How to create a powershell script / or windows .bat file for ffmpeg


So, I want to create a Powershell or Batch file (whichever works best for the task), that I can paste in a folder and after executing it, will start to use FFmpeg to encode all videos

The part that works (in .bat):

for %%a in ("*.mkv") do(
  ffmpeg -i "%%a" -c:v libx265 -c:a copy -x265-params crf=25 "%%a [encoded].mkv"
   pause)

This works, but in some folders, I already have [encoded] files. I'd like for the script to skip these files. I asked in reddit and received the following script:

for %%a in ("*.mkv") do (
if not exist "%%a [encoded].mkv" ffmpeg -i "%%a" -c:v libx265 -c:a copy -x265-params crf=25 "%%a [encoded].mkv"
pause)

I tried the script, but every file got encoded, even if it had the [encoded] in it. After I pointed that out, they told me that I should probably switch to PowerShell and gave a link to a StackOverflow question:

You probably need to switch to PowerShell Find files which does not contains selected string Then do a foreach in what is returned to execute the ffmpeg command on it.

but I don't know how to code in PowerShell (never used it before) Would a .bat file even work? If yes, how could I write it? And if a PowerShell script would be the better option, how would I code it?

Any help and answers are appreciated.


Solution

  • In PowerShell, you can use the following (you can paste this code as-is into a PowerShell console window):

    Get-ChildItem *.mkv | where BaseName -notlike '*`[encoded]' | foreach {
      ffmpeg -i $_ -c:v libx265 -c:a copy -x265-params crf=25 "$($_.BaseName) [encoded].mkv"
      pause
    }
    
    • Get-ChildItem *.mkv uses the Get-ChildItem cmdlet to get information about all files with extension (.mkv) in the current directory (you could add -File to explicitly rule out directories, but directory names with extensions are are).

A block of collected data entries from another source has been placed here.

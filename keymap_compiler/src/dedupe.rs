//! Conflict detection and block deduplication.
//!
//! Conflicts are detected on the collections themselves, before any merging,
//! so that deduplication can never hide a collision.

use std::collections::BTreeMap;
use std::fmt;

use keymap_schema::{Layer, LeaderKeyPreference, RuleCollection};
use tracing::debug;

use crate::blocks::{CollectionBlock, LayerEntry};
use crate::error::CompileError;
use crate::generators::effective_mappings;
use crate::keys::to_engine_key;
use crate::planner::ActivatorOrigin;

/// The same key claimed by more than one collection in the same layer.
#[derive(Debug, Clone, PartialEq, Eq)]
pub struct Conflict {
    pub key: String,
    pub layer: Layer,
    pub collections: Vec<String>,
}

impl Conflict {
    pub fn message(&self) -> String {
        format!(
            "key '{}' in layer '{}' is claimed by: {}",
            self.key,
            self.layer,
            self.collections.join(", ")
        )
    }

    pub fn to_error(&self) -> CompileError {
        CompileError::new("E1001", self.message())
            .with_key(self.key.clone())
            .with_layer(self.layer.kanata_name())
            .with_collections(self.collections.clone())
    }
}

impl fmt::Display for Conflict {
    fn fmt(&self, f: &mut fmt::Formatter<'_>) -> fmt::Result {
        f.write_str(&self.message())
    }
}

#[derive(Debug, Clone, PartialEq, Eq)]
enum ClaimKind {
    Mapping,
    /// Activators for the same target may share a key.
    Activation(Layer),
}

#[derive(Debug, Clone)]
struct Claim {
    owner: String,
    kind: ClaimKind,
}

/// Every key claimed by two or more enabled collections (or a collection and
/// the leader key) in the same layer, ordered by layer then key.
pub fn detect_conflicts(collections: &[RuleCollection], leader: Option<&LeaderKeyPreference>) -> Vec<Conflict> {
    let mut claims: BTreeMap<(Layer, String), Vec<Claim>> = BTreeMap::new();
    let mut claim = |layer: &Layer, key: String, owner: &str, kind: ClaimKind| {
        let list = claims.entry((layer.clone(), key)).or_default();
        // a collection repeating its own key is not a conflict
        if !list.iter().any(|c| c.owner == owner && c.kind == kind) {
            list.push(Claim {
                owner: owner.to_string(),
                kind,
            });
        }
    };

    if let Some(leader) = leader.filter(|l| l.enabled) {
        let key = to_engine_key(&leader.key);
        if !key.is_empty() {
            claim(
                &Layer::Base,
                key,
                ActivatorOrigin::Leader.label(),
                ClaimKind::Activation(leader.target_layer.clone()),
            );
        }
    }

    for c in collections.iter().filter(|c| c.is_enabled) {
        for m in effective_mappings(c) {
            let key = if m.is_chord_input() {
                let mut keys: Vec<String> = m.input_keys().into_iter().map(to_engine_key).collect();
                keys.sort();
                keys.join("+")
            } else {
                to_engine_key(&m.input)
            };
            if key.is_empty() {
                continue;
            }
            claim(&c.target_layer, key, &c.name, ClaimKind::Mapping);
        }
        if let Some(a) = c.momentary_activator.as_ref().filter(|a| !a.is_hyper()) {
            let key = to_engine_key(&a.input);
            if !key.is_empty() {
                claim(
                    &a.source_layer,
                    key,
                    &c.name,
                    ClaimKind::Activation(a.target_layer.clone()),
                );
            }
        }
    }

    let mut conflicts = Vec::new();
    for ((layer, key), list) in claims {
        let mut owners: Vec<String> = Vec::new();
        for c in &list {
            if !owners.contains(&c.owner) {
                owners.push(c.owner.clone());
            }
        }
        if owners.len() < 2 {
            continue;
        }
        let shared_activation = match &list[0].kind {
            ClaimKind::Activation(target) => list
                .iter()
                .all(|c| c.kind == ClaimKind::Activation(target.clone())),
            ClaimKind::Mapping => false,
        };
        if shared_activation {
            continue;
        }
        conflicts.push(Conflict {
            key,
            layer,
            collections: owners,
        });
    }
    conflicts
}

/// Merges entries for the same key across blocks. The first block to define
/// a key's base output keeps it; per-layer overrides from every block are
/// unioned, first writer winning on overlap. Merged entries stay in the
/// block that first mentioned the key.
pub fn dedupe(blocks: Vec<CollectionBlock>) -> Vec<CollectionBlock> {
    let mut out: Vec<CollectionBlock> = Vec::with_capacity(blocks.len());
    let mut index: BTreeMap<String, (usize, usize)> = BTreeMap::new();

    for block in blocks {
        let block_idx = out.len();
        let mut kept = CollectionBlock {
            metadata: block.metadata,
            entries: Vec::new(),
        };
        for entry in block.entries {
            match index.get(&entry.source_key).copied() {
                Some((b, e)) if b == block_idx => merge(&mut kept.entries[e], entry),
                Some((b, e)) => merge(&mut out[b].entries[e], entry),
                None => {
                    index.insert(entry.source_key.clone(), (block_idx, kept.entries.len()));
                    kept.entries.push(entry);
                }
            }
        }
        out.push(kept);
    }
    out
}

fn merge(into: &mut LayerEntry, from: LayerEntry) {
    if let Some(base) = from.base_output {
        match &into.base_output {
            None => into.base_output = Some(base),
            Some(kept) if *kept != base => {
                debug!(key = %into.source_key, kept = %kept, dropped = %base, "base output already defined");
            }
            Some(_) => {}
        }
    }
    for (layer, action) in from.layer_outputs {
        if let Some(kept) = into.layer_outputs.get(&layer) {
            if *kept != action {
                debug!(key = %into.source_key, layer = %layer, "layer override already defined");
            }
            continue;
        }
        into.layer_outputs.insert(layer, action);
    }
}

    • where BaseName -notlike '*`[encoded]' uses the Where-Object cmdlet (whose built-in alias is where) to weed out files whose base name (the name without the filename extensions) already ends in [encoded]. Note the ` before the opening [ in order to use it verbatim, because [ has special meaning in PowerShell's wildcard expressions, which the -like / -notlike operator operates on.

    • foreach { ... } uses the ForEach-Object cmdlet (whose built-in alias is foreach) to invoke ffmpeg for each file of interest:

      • Inside the script block ({ ... }), the automatic $_ variable refers to the pipeline (|) input object at hand, which in this case is a System.IO.FileInfo instance representing an input file.

      • "$($_.BaseName) [encoded].mkv" uses an expandable string (string interpolation) to derive the output file name via the input file's base name ($_.BaseName).